Todas las ciudades mencionadas en Jos20 se encuentran en otros lugares como ciudades levíticas. La lista no ha sido, por tanto, inventada. Beser y Golán no vuelven a aparecer fuera de estos dos contextos. Beser la encontraremos mencionada como ciudad israelita en la estela de Mesá y el nombre de Golán se conserva aún en la región de Basán. Entre las ciudades nombradas, Quedes fue tomada por Teglat-Falasar en el año 734 a.C.; Beser fue conquistada por Mesá hacia el año 850; Ramot de Galaad, antes de separarse definitivamente de Israel, se la disputaron los árameos en la primera mitad del siglo IX; Golán y su región se perdieron poco después de la muerte de Salomón. Es difícil colocar la institución antes del reinado de Salomón, en la época de la federación de las tribus, ni siquiera en tiempos de David, dado que las ciudades han sido elegidas y determinadas atendiendo a su situación geográfica y no a su pertenencia a una tribu; la mención de Rubén, Gad y Manasés a propósito de las tres ciudades de Transjordania dobla la designación geográfica y debe ser considerada como secundaria. Se trata, pues, de una institución independiente de la organización tribal, que no se remonta más allá de la mitad del reinado de Salomón.

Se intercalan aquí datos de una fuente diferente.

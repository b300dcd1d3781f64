pub mod chat;
pub mod learn_box;
pub mod scribbles;
pub mod settings;
pub mod task_track;

use crate::conversation::ChatError;
use crate::db::StoreError;
use crate::learn_box::LearnBoxError;
use crate::scribbles::ScribbleError;
use crate::task_track::TaskTrackError;

/// Everything a front end can get back from a command.
#[derive(Debug, thiserror::Error)]
pub enum AppError {
    #[error(transparent)]
    Chat(#[from] ChatError),
    #[error(transparent)]
    LearnBox(#[from] LearnBoxError),
    #[error(transparent)]
    TaskTrack(#[from] TaskTrackError),
    #[error(transparent)]
    Scribbles(#[from] ScribbleError),
    #[error(transparent)]
    Store(#[from] StoreError),
    #[error("{0}")]
    Settings(String),
    #[error("I/O error: {0}")]
    Io(#[from] std::io::Error),
}

impl From<crate::media::MediaError> for AppError {
    fn from(err: crate::media::MediaError) -> Self {
        AppError::Chat(ChatError::Media(err))
    }
}

impl serde::Serialize for AppError {
    fn serialize<S>(&self, serializer: S) -> Result<S::Ok, S::Error>
    where
        S: serde::Serializer,
    {
        serializer.serialize_str(&self.to_string())
    }
}

#[cfg(test)]
mod tests {
    use super::*;

    #[test]
    fn errors_serialize_as_their_message() {
        let err = AppError::from(ChatError::UnknownConversation("abc".into()));
        assert_eq!(
            serde_json::to_string(&err).unwrap(),
            r#""conversation not found: abc""#
        );
    }
}
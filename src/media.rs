//! Turns a user-selected file into an inline, self-contained [`MediaRef`].

use crate::db::models::{MediaKind, MediaRef};
use base64::engine::general_purpose::STANDARD as BASE64_STANDARD;
use base64::Engine;
use std::path::{Path, PathBuf};

#[derive(Debug, thiserror::Error)]
pub enum MediaError {
    #[error("could not read {name}: {source}")]
    Read {
        name: String,
        #[source]
        source: std::io::Error,
    },
    #[error("unsupported media type: {mime_type}")]
    Unsupported { mime_type: String },
}

#[derive(Debug, Clone)]
pub enum MediaSource {
    Path(PathBuf),
    Bytes(Vec<u8>),
}

/// A file handed over by the front end, with its declared MIME type.
#[derive(Debug, Clone)]
pub struct MediaFile {
    pub name: String,
    pub mime_type: String,
    pub source: MediaSource,
}

impl MediaFile {
    pub fn from_bytes(
        name: impl Into<String>,
        mime_type: impl Into<String>,
        bytes: Vec<u8>,
    ) -> Self {
        Self {
            name: name.into(),
            mime_type: mime_type.into(),
            source: MediaSource::Bytes(bytes),
        }
    }

    /// Uses `mime_type` when given, otherwise guesses from the extension.
    pub fn from_path(path: impl AsRef<Path>, mime_type: Option<&str>) -> Self {
        let path = path.as_ref();
        let name = path
            .file_name()
            .and_then(|n| n.to_str())
            .unwrap_or("unknown")
            .to_string();
        let mime_type = mime_type.map(str::to_string).unwrap_or_else(|| {
            mime_guess::from_path(path)
                .first_or_octet_stream()
                .essence_str()
                .to_string()
        });
        Self {
            name,
            mime_type,
            source: MediaSource::Path(path.to_path_buf()),
        }
    }

    pub fn kind(&self) -> Option<MediaKind> {
        MediaKind::classify(&self.mime_type)
    }
}

impl MediaKind {
    /// Maps a MIME type onto the kinds a conversation accepts.
    pub fn classify(mime_type: &str) -> Option<MediaKind> {
        let mime_type = mime_type.trim().to_ascii_lowercase();
        if mime_type.starts_with("image/") {
            Some(MediaKind::Image)
        } else if mime_type.starts_with("video/") {
            Some(MediaKind::Video)
        } else if mime_type.starts_with("audio/") {
            Some(MediaKind::Audio)
        } else {
            None
        }
    }
}

pub async fn encode(file: &MediaFile) -> Result<MediaRef, MediaError> {
    let kind = file.kind().ok_or_else(|| MediaError::Unsupported {
        mime_type: file.mime_type.clone(),
    })?;

    let data = match &file.source {
        MediaSource::Bytes(bytes) => BASE64_STANDARD.encode(bytes),
        MediaSource::Path(path) => {
            let bytes = tokio::fs::read(path)
                .await
                .map_err(|source| MediaError::Read {
                    name: file.name.clone(),
                    source,
                })?;
            BASE64_STANDARD.encode(bytes)
        }
    };

    tracing::debug!(name = %file.name, mime_type = %file.mime_type, encoded_len = data.len(), "encoded media");

    Ok(MediaRef {
        kind,
        inline_data: data,
        mime_type: file.mime_type.clone(),
    })
}
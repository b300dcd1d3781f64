//! Named, typed values mirrored to the key-value store.
//!
//! A [`PersistedValue`] hydrates from storage once, then writes through on
//! every mutation. In-process observers subscribe to a `watch` channel and see
//! each committed value as soon as the write returns.

use crate::db::{KeyValueStore, StoreError};
use serde::de::DeserializeOwned;
use serde::Serialize;
use std::sync::{Arc, Mutex};
use tokio::sync::watch;

pub struct PersistedValue<T> {
    key: String,
    backend: Arc<dyn KeyValueStore>,
    tx: watch::Sender<T>,
    // Serialises read-modify-write cycles so the last writer wins cleanly.
    write_lock: Mutex<()>,
}

impl<T> PersistedValue<T>
where
    T: Serialize + DeserializeOwned + Clone + Send + Sync,
{
    /// Loads `key` from `backend`, falling back to `default` when nothing is
    /// stored or the stored payload no longer matches `T`.
    pub fn new(backend: Arc<dyn KeyValueStore>, key: impl Into<String>, default: T) -> Self {
        let key = key.into();
        let value = hydrate(backend.as_ref(), &key).unwrap_or(default);
        let (tx, _) = watch::channel(value);
        Self {
            key,
            backend,
            tx,
            write_lock: Mutex::new(()),
        }
    }

    pub fn read(&self) -> T {
        self.tx.borrow().clone()
    }

    /// Runs `f` against the current value without cloning it.
    pub fn with<R>(&self, f: impl FnOnce(&T) -> R) -> R {
        f(&self.tx.borrow())
    }

    pub fn subscribe(&self) -> watch::Receiver<T> {
        self.tx.subscribe()
    }

    pub fn write(&self, value: T) -> Result<(), StoreError> {
        let _guard = self.write_lock.lock().map_err(|_| StoreError::Poisoned)?;
        self.persist(&value)?;
        self.tx.send_replace(value);
        Ok(())
    }

    pub fn update<R>(&self, f: impl FnOnce(&mut T) -> R) -> Result<R, StoreError> {
        self.try_update(|value| Ok::<_, StoreError>(f(value)))
    }

    /// Read-modify-write. When `f` fails nothing is persisted or published.
    pub fn try_update<R, E>(&self, f: impl FnOnce(&mut T) -> Result<R, E>) -> Result<R, E>
    where
        E: From<StoreError>,
    {
        let _guard = self.write_lock.lock().map_err(|_| StoreError::Poisoned)?;
        let mut next = self.tx.borrow().clone();
        let out = f(&mut next)?;
        self.persist(&next)?;
        self.tx.send_replace(next);
        Ok(out)
    }

    fn persist(&self, value: &T) -> Result<(), StoreError> {
        let raw = serde_json::to_string(value)?;
        self.backend.set(&self.key, &raw)
    }
}

fn hydrate<T: DeserializeOwned>(backend: &dyn KeyValueStore, key: &str) -> Option<T> {
    let raw = match backend.get(key) {
        Ok(Some(raw)) => raw,
        Ok(None) => return None,
        Err(e) => {
            tracing::warn!(key, error = %e, "failed to load persisted value, using default");
            return None;
        }
    };
    match serde_json::from_str(&raw) {
        Ok(value) => Some(value),
        Err(e) => {
            tracing::warn!(key, error = %e, "discarding undecodable persisted value");
            None
        }
    }
}
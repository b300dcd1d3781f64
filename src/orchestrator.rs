//! One conversational round trip: history in, a well-formed reply out.
//!
//! Provider failures never cross this boundary. They come back as an
//! [`AiReply`] carrying an apology, so the caller appends every reply the same
//! way whether the turn succeeded or not.

use crate::conversation::ChatError;
use crate::db::models::{Citation, Message, Sender};
use crate::llm::{Content, GenerateRequest, Generator, LlmError, Part, Role};
use serde::Serialize;
use std::collections::HashSet;
use std::sync::{Arc, Mutex, PoisonError};

pub const UNKNOWN_ERROR_REPLY: &str =
    "I'm sorry, I encountered an unknown error. Please try again.";
pub const EMPTY_TURN_REPLY: &str =
    "I'm sorry, there was nothing to send. Please type a message or attach a file.";

#[derive(Debug, Clone, PartialEq, Eq, Serialize)]
pub struct AiReply {
    pub text: String,
    pub sources: Vec<Citation>,
    /// True when `text` is an apology standing in for a failed call.
    #[serde(skip)]
    pub failed: bool,
}

impl AiReply {
    pub fn from_error(err: &LlmError) -> Self {
        let message = err.to_string();
        let text = if message.trim().is_empty() {
            UNKNOWN_ERROR_REPLY.to_string()
        } else {
            format!("Sorry, an error occurred: {message}")
        };
        Self::failure(text)
    }

    fn failure(text: impl Into<String>) -> Self {
        Self {
            text: text.into(),
            sources: Vec::new(),
            failed: true,
        }
    }
}

pub struct TurnOrchestrator<G> {
    generator: G,
}

impl<G: Generator> TurnOrchestrator<G> {
    pub fn new(generator: G) -> Self {
        Self { generator }
    }

    pub fn generator(&self) -> &G {
        &self.generator
    }

    pub async fn send_turn(&self, history: &[Message], new_message: &Message) -> AiReply {
        if !new_message.has_content() {
            tracing::warn!("refusing to send a turn with neither text nor media");
            return AiReply::failure(EMPTY_TURN_REPLY);
        }

        let request = build_request(history, new_message);
        match self.generator.generate(&request).await {
            Ok(response) => {
                tracing::info!(
                    turns = request.contents.len(),
                    citations = response.grounding.len(),
                    "assistant reply received"
                );
                AiReply {
                    text: response.text,
                    sources: response.grounding,
                    failed: false,
                }
            }
            Err(e) => {
                tracing::warn!(error = %e, "assistant turn failed");
                AiReply::from_error(&e)
            }
        }
    }
}

pub fn build_request(history: &[Message], new_message: &Message) -> GenerateRequest {
    let contents = history
        .iter()
        .chain(std::iter::once(new_message))
        .filter_map(to_content)
        .collect();
    GenerateRequest {
        contents,
        search_grounding: true,
    }
}

/// Text first, then the attachment. Messages with neither are dropped.
fn to_content(message: &Message) -> Option<Content> {
    let role = match message.sender {
        Sender::User => Role::User,
        Sender::Assistant => Role::Model,
    };
    let mut parts = Vec::new();
    if !message.text.is_empty() {
        parts.push(Part::Text(message.text.clone()));
    }
    if let Some(media) = &message.media {
        parts.push(Part::InlineData {
            mime_type: media.mime_type.clone(),
            data: media.inline_data.clone(),
        });
    }
    (!parts.is_empty()).then_some(Content { role, parts })
}

#[derive(Debug, Clone, Copy, PartialEq, Eq, Serialize)]
#[serde(rename_all = "lowercase")]
pub enum TurnState {
    Idle,
    Sending,
    Completed,
    Failed,
}

/// Allows one outstanding turn per conversation.
#[derive(Debug, Default, Clone)]
pub struct TurnTracker {
    in_flight: Arc<Mutex<HashSet<String>>>,
}

impl TurnTracker {
    pub fn new() -> Self {
        Self::default()
    }

    pub fn begin(&self, conversation_id: &str) -> Result<TurnTicket, ChatError> {
        let mut in_flight = self.in_flight.lock().unwrap_or_else(PoisonError::into_inner);
        if !in_flight.insert(conversation_id.to_string()) {
            return Err(ChatError::TurnInFlight(conversation_id.to_string()));
        }
        Ok(TurnTicket {
            conversation_id: conversation_id.to_string(),
            in_flight: Arc::clone(&self.in_flight),
        })
    }

    pub fn state(&self, conversation_id: &str) -> TurnState {
        let in_flight = self.in_flight.lock().unwrap_or_else(PoisonError::into_inner);
        if in_flight.contains(conversation_id) {
            TurnState::Sending
        } else {
            TurnState::Idle
        }
    }
}

/// Held while a turn is `Sending`; dropping it returns the conversation to `Idle`.
#[derive(Debug)]
pub struct TurnTicket {
    conversation_id: String,
    in_flight: Arc<Mutex<HashSet<String>>>,
}

impl TurnTicket {
    pub fn conversation_id(&self) -> &str {
        &self.conversation_id
    }

    pub fn finish(self, reply: &AiReply) -> TurnState {
        if reply.failed {
            TurnState::Failed
        } else {
            TurnState::Completed
        }
    }
}

impl Drop for TurnTicket {
    fn drop(&mut self) {
        self.in_flight
            .lock()
            .unwrap_or_else(PoisonError::into_inner)
            .remove(&self.conversation_id);
    }
}

#[cfg(test)]
mod tests {
    use super::*;
    use crate::db::models::{MediaKind, MediaRef};
    use crate::llm::GenerateResponse;
    use async_trait::async_trait;

    struct Scripted {
        reply: Result<GenerateResponse, String>,
        seen: Mutex<Vec<GenerateRequest>>,
    }

    impl Scripted {
        fn ok(text: &str, grounding: Vec<Citation>) -> Self {
            Self {
                reply: Ok(GenerateResponse {
                    text: text.into(),
                    grounding,
                }),
                seen: Mutex::new(Vec::new()),
            }
        }

        fn failing(message: &str) -> Self {
            Self {
                reply: Err(message.into()),
                seen: Mutex::new(Vec::new()),
            }
        }
    }

    #[async_trait]
    impl Generator for Scripted {
        async fn generate(&self, request: &GenerateRequest) -> Result<GenerateResponse, LlmError> {
            self.seen.lock().unwrap().push(request.clone());
            self.reply.clone().map_err(LlmError::Parse)
        }
    }

    fn image() -> MediaRef {
        MediaRef {
            kind: MediaKind::Image,
            inline_data: "aGVsbG8=".into(),
            mime_type: "image/png".into(),
        }
    }

    #[test]
    fn request_maps_roles_and_media() {
        let history = vec![
            Message::user("hi", None),
            Message::assistant("hello", Some(vec![])),
        ];
        let new = Message::user("", Some(image()));

        let request = build_request(&history, &new);
        assert!(request.search_grounding);
        assert_eq!(request.contents.len(), 3);
        assert_eq!(request.contents[1].role, Role::Model);
        assert_eq!(
            request.contents[2],
            Content {
                role: Role::User,
                parts: vec![Part::InlineData {
                    mime_type: "image/png".into(),
                    data: "aGVsbG8=".into(),
                }],
            }
        );
    }

    #[tokio::test]
    async fn success_carries_text_and_citations() {
        let citation = Citation {
            uri: Some("https://example.org".into()),
            title: Some("Example".into()),
        };
        let orchestrator = TurnOrchestrator::new(Scripted::ok("42", vec![citation.clone()]));

        let reply = orchestrator
            .send_turn(&[], &Message::user("meaning of life?", None))
            .await;
        assert_eq!(reply.text, "42");
        assert_eq!(reply.sources, vec![citation]);
        assert!(!reply.failed);
    }

    #[tokio::test]
    async fn provider_failure_becomes_apology() {
        let orchestrator = TurnOrchestrator::new(Scripted::failing("socket closed"));

        let reply = orchestrator
            .send_turn(&[], &Message::user("anyone there?", None))
            .await;
        assert!(reply.failed);
        assert!(!reply.text.is_empty());
        assert!(reply.text.contains("socket closed"));
        assert!(reply.sources.is_empty());
    }

    #[tokio::test]
    async fn empty_turn_never_reaches_provider() {
        let orchestrator = TurnOrchestrator::new(Scripted::ok("unused", vec![]));

        let reply = orchestrator.send_turn(&[], &Message::user("  ", None)).await;
        assert_eq!(reply.text, EMPTY_TURN_REPLY);
        assert!(reply.sources.is_empty());
        assert!(orchestrator.generator().seen.lock().unwrap().is_empty());
    }

    #[test]
    fn tracker_allows_one_turn_per_conversation() {
        let tracker = TurnTracker::new();
        let ticket = tracker.begin("a").unwrap();
        assert_eq!(tracker.state("a"), TurnState::Sending);
        assert!(matches!(tracker.begin("a"), Err(ChatError::TurnInFlight(_))));

        let other = tracker.begin("b").unwrap();
        assert_eq!(other.conversation_id(), "b");

        let outcome = ticket.finish(&AiReply::from_error(&LlmError::MissingApiKey));
        assert_eq!(outcome, TurnState::Failed);
        assert_eq!(tracker.state("a"), TurnState::Idle);
        assert!(tracker.begin("a").is_ok());

        drop(other);
        assert_eq!(tracker.state("b"), TurnState::Idle);
    }
}
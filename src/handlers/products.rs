use axum::{
    extract::{Path, Query, State},
    response::IntoResponse,
    routing::get,
    Router,
};
use serde::{Deserialize, Serialize};
use std::sync::Arc;
use uuid::Uuid;

use crate::entities::attribute::AttributeKind;
use crate::errors::ApiError;
use crate::handlers::common::{map_service_error, success_response};
use crate::services::catalog::ProductFilters;
use crate::AppState;

pub fn products_routes() -> Router<Arc<AppState>> {
    Router::new()
        .route("/products", get(list_products))
        .route("/products/:slug", get(get_product))
        .route("/categories", get(list_categories))
        .route("/attributes", get(list_attributes))
        .route("/variants/:id/stock", get(variant_stock))
}

/// List products with optional filters and sorting
async fn list_products(
    State(state): State<Arc<AppState>>,
    Query(filters): Query<ProductFilters>,
) -> Result<impl IntoResponse, ApiError> {
    let products = state
        .services
        .catalog
        .list_products(filters)
        .await
        .map_err(map_service_error)?;
    Ok(success_response(products))
}

/// Product detail by slug
async fn get_product(
    State(state): State<Arc<AppState>>,
    Path(slug): Path<String>,
) -> Result<impl IntoResponse, ApiError> {
    let product = state
        .services
        .catalog
        .product_by_slug(&slug)
        .await
        .map_err(map_service_error)?;
    Ok(success_response(product))
}

async fn list_categories(
    State(state): State<Arc<AppState>>,
) -> Result<impl IntoResponse, ApiError> {
    let categories = state
        .services
        .catalog
        .list_categories()
        .await
        .map_err(map_service_error)?;
    Ok(success_response(categories))
}

#[derive(Debug, Deserialize)]
struct AttributesQuery {
    kind: AttributeKind,
}

async fn list_attributes(
    State(state): State<Arc<AppState>>,
    Query(query): Query<AttributesQuery>,
) -> Result<impl IntoResponse, ApiError> {
    let attributes = state
        .services
        .catalog
        .attributes_by_kind(query.kind)
        .await
        .map_err(map_service_error)?;
    Ok(success_response(attributes))
}

#[derive(Debug, Serialize)]
struct StockResponse {
    variant_id: Uuid,
    quantity_in_stock: i32,
}

async fn variant_stock(
    State(state): State<Arc<AppState>>,
    Path(id): Path<Uuid>,
) -> Result<impl IntoResponse, ApiError> {
    let quantity_in_stock = state
        .services
        .catalog
        .variant_stock(id)
        .await
        .map_err(map_service_error)?;
    Ok(success_response(StockResponse {
        variant_id: id,
        quantity_in_stock,
    }))
}
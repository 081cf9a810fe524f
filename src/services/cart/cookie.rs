use base64::{engine::general_purpose::URL_SAFE_NO_PAD, Engine as _};
use chrono::{DateTime, Utc};
use hmac::{Hmac, Mac};
use serde::{Deserialize, Serialize};
use sha2::Sha256;
use uuid::Uuid;

use crate::errors::ServiceError;

type HmacSha256 = Hmac<Sha256>;

/// Cookie that carries the anonymous cart.
pub const CART_COOKIE_NAME: &str = "cart";

/// Anonymous cart as serialized into the cookie. Field names match the
/// wire format carts were historically stored in, so existing cookies
/// keep working.
#[derive(Debug, Clone, PartialEq, Eq, Serialize, Deserialize)]
pub struct GuestCart {
    pub id: Uuid,
    #[serde(rename = "userId")]
    pub user_id: String,
    pub created_at: DateTime<Utc>,
    pub updated_at: DateTime<Utc>,
    pub items: Vec<GuestCartItem>,
}

#[derive(Debug, Clone, PartialEq, Eq, Serialize, Deserialize)]
pub struct GuestCartItem {
    pub id: Uuid,
    #[serde(rename = "variantId")]
    pub variant_id: Uuid,
    pub quantity: i32,
    #[serde(rename = "cartId")]
    pub cart_id: Uuid,
    pub created_at: DateTime<Utc>,
    pub updated_at: DateTime<Utc>,
}

impl GuestCart {
    pub fn new() -> Self {
        let now = Utc::now();
        Self {
            id: Uuid::new_v4(),
            user_id: String::new(),
            created_at: now,
            updated_at: now,
            items: Vec::new(),
        }
    }

    /// Upsert: an existing line for the variant gains `quantity`, otherwise
    /// a new line is appended. Returns the line's item id.
    pub fn add_item(&mut self, variant_id: Uuid, quantity: i32) -> Uuid {
        let now = Utc::now();
        self.updated_at = now;
        if let Some(item) = self.items.iter_mut().find(|i| i.variant_id == variant_id) {
            item.quantity += quantity;
            item.updated_at = now;
            return item.id;
        }
        let item = GuestCartItem {
            id: Uuid::new_v4(),
            variant_id,
            quantity,
            cart_id: self.id,
            created_at: now,
            updated_at: now,
        };
        let id = item.id;
        self.items.push(item);
        id
    }

    pub fn item_mut(&mut self, item_id: Uuid) -> Option<&mut GuestCartItem> {
        self.items.iter_mut().find(|i| i.id == item_id)
    }

    /// Removes a line; false when no such line exists.
    pub fn remove_item(&mut self, item_id: Uuid) -> bool {
        let before = self.items.len();
        self.items.retain(|i| i.id != item_id);
        self.updated_at = Utc::now();
        self.items.len() != before
    }

    pub fn is_empty(&self) -> bool {
        self.items.is_empty()
    }
}

impl Default for GuestCart {
    fn default() -> Self {
        Self::new()
    }
}

/// Signs and verifies the guest-cart cookie value.
///
/// The value is `base64url(json) + "." + hex(hmac-sha256(json))`; anything
/// that fails verification is treated as no cart at all rather than an
/// error surfaced to the shopper.
#[derive(Clone)]
pub struct CartCookieCodec {
    secret: Vec<u8>,
}

impl CartCookieCodec {
    pub fn new(secret: impl AsRef<[u8]>) -> Self {
        Self {
            secret: secret.as_ref().to_vec(),
        }
    }

    pub fn encode(&self, cart: &GuestCart) -> Result<String, ServiceError> {
        let json = serde_json::to_vec(cart)
            .map_err(|e| ServiceError::InternalError(format!("Failed to encode cart: {}", e)))?;
        let mut mac = HmacSha256::new_from_slice(&self.secret)
            .map_err(|e| ServiceError::InternalError(format!("Bad cookie secret: {}", e)))?;
        mac.update(&json);
        let tag = hex::encode(mac.finalize().into_bytes());
        Ok(format!("{}.{}", URL_SAFE_NO_PAD.encode(json), tag))
    }

    pub fn decode(&self, value: &str) -> Result<GuestCart, ServiceError> {
        let (payload, tag) = value
            .split_once('.')
            .ok_or_else(|| ServiceError::BadRequest("Malformed cart cookie".to_string()))?;
        let json = URL_SAFE_NO_PAD
            .decode(payload)
            .map_err(|_| ServiceError::BadRequest("Malformed cart cookie".to_string()))?;
        let expected = hex::decode(tag)
            .map_err(|_| ServiceError::BadRequest("Malformed cart cookie".to_string()))?;

        let mut mac = HmacSha256::new_from_slice(&self.secret)
            .map_err(|e| ServiceError::InternalError(format!("Bad cookie secret: {}", e)))?;
        mac.update(&json);
        mac.verify_slice(&expected)
            .map_err(|_| ServiceError::BadRequest("Cart cookie signature mismatch".to_string()))?;

        serde_json::from_slice(&json)
            .map_err(|_| ServiceError::BadRequest("Malformed cart cookie".to_string()))
    }

    /// Decodes the cookie, falling back to `None` on any verification or
    /// parse failure so a stale cookie never breaks browsing.
    pub fn decode_lenient(&self, value: &str) -> Option<GuestCart> {
        self.decode(value).ok()
    }
}

/// `Set-Cookie` value storing the signed cart.
pub fn set_cookie_header(encoded: &str, max_age_secs: u64, secure: bool) -> String {
    let mut header = format!(
        "{}={}; Path=/; HttpOnly; SameSite=Lax; Max-Age={}",
        CART_COOKIE_NAME, encoded, max_age_secs
    );
    if secure {
        header.push_str("; Secure");
    }
    header
}

/// `Set-Cookie` value that expires the cart cookie immediately.
pub fn clear_cookie_header(secure: bool) -> String {
    let mut header = format!("{}=; Path=/; HttpOnly; SameSite=Lax; Max-Age=0", CART_COOKIE_NAME);
    if secure {
        header.push_str("; Secure");
    }
    header
}

#[cfg(test)]
mod tests {
    use super::*;

    fn codec() -> CartCookieCodec {
        CartCookieCodec::new(b"cookie-secret-cookie-secret-1234")
    }

    #[test]
    fn encode_decode_roundtrip() {
        let mut cart = GuestCart::new();
        cart.add_item(Uuid::new_v4(), 2);

        let encoded = codec().encode(&cart).unwrap();
        let decoded = codec().decode(&encoded).unwrap();
        assert_eq!(decoded, cart);
    }

    #[test]
    fn tampered_payload_is_rejected() {
        let mut cart = GuestCart::new();
        let variant = Uuid::new_v4();
        cart.add_item(variant, 1);
        let encoded = codec().encode(&cart).unwrap();

        // Swap the payload for a different cart, keeping the original tag
        let mut forged = GuestCart::new();
        forged.add_item(variant, 99);
        let forged_encoded = codec().encode(&forged).unwrap();
        let (forged_payload, _) = forged_encoded.split_once('.').unwrap();
        let (_, real_tag) = encoded.split_once('.').unwrap();
        let spliced = format!("{}.{}", forged_payload, real_tag);

        assert!(codec().decode(&spliced).is_err());
        assert!(codec().decode_lenient(&spliced).is_none());
    }

    #[test]
    fn wrong_secret_is_rejected() {
        let cart = GuestCart::new();
        let encoded = codec().encode(&cart).unwrap();
        let other = CartCookieCodec::new(b"another-secret-another-secret-12");
        assert!(other.decode(&encoded).is_err());
    }

    #[test]
    fn add_item_accumulates_quantity() {
        let mut cart = GuestCart::new();
        let variant = Uuid::new_v4();
        let first = cart.add_item(variant, 1);
        let second = cart.add_item(variant, 2);
        assert_eq!(first, second);
        assert_eq!(cart.items.len(), 1);
        assert_eq!(cart.items[0].quantity, 3);
    }

    #[test]
    fn serialized_field_names_match_wire_format() {
        let mut cart = GuestCart::new();
        cart.add_item(Uuid::new_v4(), 1);
        let json = serde_json::to_value(&cart).unwrap();
        assert!(json.get("userId").is_some());
        assert!(json["items"][0].get("variantId").is_some());
        assert!(json["items"][0].get("cartId").is_some());
    }
}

Podemos preguntar cuánto tiempo permaneció viva y en qué forma evolucionó, pero parece arbitrario considerar dicha institución como invención tardía y desprovista de realidad.
Quedes la «ciudad santa»; Siquem, santificada con el recuerdo de Abraham y Jacob, con la tumba de José y la alianza bajo Josué; Hebrón, que poseía la tumba de los patriarcas, tenían cada una su renombrado santuario. Es probable que las tres ciudades de la Transjordania tuviesen también sus santuarios. De esta forma la institución de las ciudades de refugio entronca con el derecho de asilo reconocido a los santuarios. Por otra parte, aparece como la secularización de una costumbre de origen religioso, cf. Éx 21:13-14: las prerrogativas de los santuarios y de sus ministros se transfieren a las ciudades y a sus consejos de ancianos.